→ **TASK TO COMPLETE**: Report how many lines of the entries below contain the word "crate", and nothing more.

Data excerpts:
——————————
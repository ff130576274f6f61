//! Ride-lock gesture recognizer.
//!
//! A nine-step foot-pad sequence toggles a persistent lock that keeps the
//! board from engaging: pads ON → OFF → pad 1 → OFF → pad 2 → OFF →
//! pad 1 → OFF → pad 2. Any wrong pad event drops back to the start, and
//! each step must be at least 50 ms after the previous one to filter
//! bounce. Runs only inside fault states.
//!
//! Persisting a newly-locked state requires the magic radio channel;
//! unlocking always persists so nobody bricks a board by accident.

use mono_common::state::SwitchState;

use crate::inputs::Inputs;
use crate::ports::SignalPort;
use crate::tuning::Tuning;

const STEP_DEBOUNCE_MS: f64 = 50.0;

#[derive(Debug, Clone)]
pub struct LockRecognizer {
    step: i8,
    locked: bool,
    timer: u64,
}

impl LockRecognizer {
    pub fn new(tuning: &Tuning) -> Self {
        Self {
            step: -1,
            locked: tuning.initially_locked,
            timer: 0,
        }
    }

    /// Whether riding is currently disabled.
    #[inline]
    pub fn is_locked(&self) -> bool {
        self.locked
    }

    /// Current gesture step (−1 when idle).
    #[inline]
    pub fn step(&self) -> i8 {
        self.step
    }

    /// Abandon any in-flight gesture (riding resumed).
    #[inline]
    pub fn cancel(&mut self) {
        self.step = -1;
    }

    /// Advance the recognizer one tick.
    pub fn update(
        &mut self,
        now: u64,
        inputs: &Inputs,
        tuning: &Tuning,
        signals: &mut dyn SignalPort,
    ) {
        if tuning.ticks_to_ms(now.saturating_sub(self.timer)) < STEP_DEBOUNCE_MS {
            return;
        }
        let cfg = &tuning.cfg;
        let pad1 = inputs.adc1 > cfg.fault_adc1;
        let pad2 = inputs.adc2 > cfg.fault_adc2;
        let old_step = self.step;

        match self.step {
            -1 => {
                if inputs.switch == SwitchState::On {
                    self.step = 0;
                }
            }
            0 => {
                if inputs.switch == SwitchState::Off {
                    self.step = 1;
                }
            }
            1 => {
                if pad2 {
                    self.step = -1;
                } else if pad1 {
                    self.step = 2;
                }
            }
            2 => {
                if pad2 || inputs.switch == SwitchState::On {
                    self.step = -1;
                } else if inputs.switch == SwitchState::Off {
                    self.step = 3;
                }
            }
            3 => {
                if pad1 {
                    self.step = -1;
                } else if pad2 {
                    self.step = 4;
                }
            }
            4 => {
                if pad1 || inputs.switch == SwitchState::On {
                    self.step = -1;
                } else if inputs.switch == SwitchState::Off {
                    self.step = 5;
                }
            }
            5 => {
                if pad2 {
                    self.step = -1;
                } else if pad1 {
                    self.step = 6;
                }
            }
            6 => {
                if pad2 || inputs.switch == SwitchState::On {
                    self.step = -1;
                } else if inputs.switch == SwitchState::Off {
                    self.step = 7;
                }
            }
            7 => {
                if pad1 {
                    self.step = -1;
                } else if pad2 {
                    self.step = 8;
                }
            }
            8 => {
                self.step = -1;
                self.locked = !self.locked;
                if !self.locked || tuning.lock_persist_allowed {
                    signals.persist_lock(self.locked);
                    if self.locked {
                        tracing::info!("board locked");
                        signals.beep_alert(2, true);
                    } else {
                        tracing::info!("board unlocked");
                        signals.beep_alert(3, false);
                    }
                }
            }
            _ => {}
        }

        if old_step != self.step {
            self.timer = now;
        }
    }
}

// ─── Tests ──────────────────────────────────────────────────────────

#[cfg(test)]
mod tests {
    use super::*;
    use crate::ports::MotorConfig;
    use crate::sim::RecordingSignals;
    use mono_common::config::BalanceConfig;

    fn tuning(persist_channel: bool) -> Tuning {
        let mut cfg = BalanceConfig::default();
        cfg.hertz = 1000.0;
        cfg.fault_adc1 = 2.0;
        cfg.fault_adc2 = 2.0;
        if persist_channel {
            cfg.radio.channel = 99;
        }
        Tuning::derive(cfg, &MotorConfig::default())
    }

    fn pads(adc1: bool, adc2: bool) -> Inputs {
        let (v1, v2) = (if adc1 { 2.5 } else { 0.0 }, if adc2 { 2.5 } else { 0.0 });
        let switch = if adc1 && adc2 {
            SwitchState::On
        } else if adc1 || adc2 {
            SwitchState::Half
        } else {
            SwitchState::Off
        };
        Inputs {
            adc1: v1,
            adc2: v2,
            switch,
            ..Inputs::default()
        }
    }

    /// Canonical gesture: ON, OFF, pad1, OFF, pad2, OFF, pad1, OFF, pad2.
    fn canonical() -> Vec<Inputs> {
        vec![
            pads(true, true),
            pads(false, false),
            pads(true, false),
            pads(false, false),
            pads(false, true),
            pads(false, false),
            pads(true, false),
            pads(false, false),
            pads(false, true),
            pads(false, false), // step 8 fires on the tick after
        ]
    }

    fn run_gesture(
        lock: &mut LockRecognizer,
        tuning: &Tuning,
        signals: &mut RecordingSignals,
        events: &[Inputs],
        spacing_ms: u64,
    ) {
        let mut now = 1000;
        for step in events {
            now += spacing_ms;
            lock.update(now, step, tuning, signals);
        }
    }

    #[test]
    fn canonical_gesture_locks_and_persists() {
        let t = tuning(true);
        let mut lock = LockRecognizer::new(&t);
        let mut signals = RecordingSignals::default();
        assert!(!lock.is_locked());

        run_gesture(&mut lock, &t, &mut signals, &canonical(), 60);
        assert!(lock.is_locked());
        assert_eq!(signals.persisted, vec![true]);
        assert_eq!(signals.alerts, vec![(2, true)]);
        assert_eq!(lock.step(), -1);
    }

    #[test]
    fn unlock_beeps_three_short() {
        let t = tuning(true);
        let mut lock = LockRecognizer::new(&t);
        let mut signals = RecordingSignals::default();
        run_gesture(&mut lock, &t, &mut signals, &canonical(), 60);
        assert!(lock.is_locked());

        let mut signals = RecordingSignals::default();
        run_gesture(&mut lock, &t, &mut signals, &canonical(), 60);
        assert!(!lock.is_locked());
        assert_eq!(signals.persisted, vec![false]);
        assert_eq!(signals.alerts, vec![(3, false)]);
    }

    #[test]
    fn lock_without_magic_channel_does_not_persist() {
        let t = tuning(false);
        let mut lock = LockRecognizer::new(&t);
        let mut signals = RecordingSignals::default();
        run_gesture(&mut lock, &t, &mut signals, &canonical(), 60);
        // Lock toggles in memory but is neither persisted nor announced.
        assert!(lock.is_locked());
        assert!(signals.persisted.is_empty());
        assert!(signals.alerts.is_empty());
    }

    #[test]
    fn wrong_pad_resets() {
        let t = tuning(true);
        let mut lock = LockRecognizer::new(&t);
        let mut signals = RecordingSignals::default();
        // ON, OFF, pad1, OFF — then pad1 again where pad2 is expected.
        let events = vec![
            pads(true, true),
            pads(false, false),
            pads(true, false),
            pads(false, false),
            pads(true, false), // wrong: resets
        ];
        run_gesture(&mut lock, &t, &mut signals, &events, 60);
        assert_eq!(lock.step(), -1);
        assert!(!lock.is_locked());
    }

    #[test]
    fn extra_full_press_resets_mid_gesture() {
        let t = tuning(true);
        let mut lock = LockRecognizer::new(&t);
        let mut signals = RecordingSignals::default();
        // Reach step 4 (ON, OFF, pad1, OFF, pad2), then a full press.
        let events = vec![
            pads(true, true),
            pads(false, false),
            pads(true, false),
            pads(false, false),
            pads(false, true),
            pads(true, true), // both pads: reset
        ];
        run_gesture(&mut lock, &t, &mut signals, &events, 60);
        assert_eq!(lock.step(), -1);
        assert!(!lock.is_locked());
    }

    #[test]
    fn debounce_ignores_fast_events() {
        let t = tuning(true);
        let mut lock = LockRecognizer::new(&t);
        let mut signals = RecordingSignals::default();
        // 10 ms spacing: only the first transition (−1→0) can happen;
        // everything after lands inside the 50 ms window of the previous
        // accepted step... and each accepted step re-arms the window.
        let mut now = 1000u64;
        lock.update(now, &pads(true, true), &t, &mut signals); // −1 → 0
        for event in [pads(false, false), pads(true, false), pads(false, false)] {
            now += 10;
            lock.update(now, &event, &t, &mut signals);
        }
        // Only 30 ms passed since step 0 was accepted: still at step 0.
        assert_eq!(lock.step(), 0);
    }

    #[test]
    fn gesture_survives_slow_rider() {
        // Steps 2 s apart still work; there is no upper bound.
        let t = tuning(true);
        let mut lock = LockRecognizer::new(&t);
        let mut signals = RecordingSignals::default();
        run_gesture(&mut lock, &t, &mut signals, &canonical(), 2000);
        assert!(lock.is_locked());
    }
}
——————————
→ **RESULT OF THIS TASK**: 5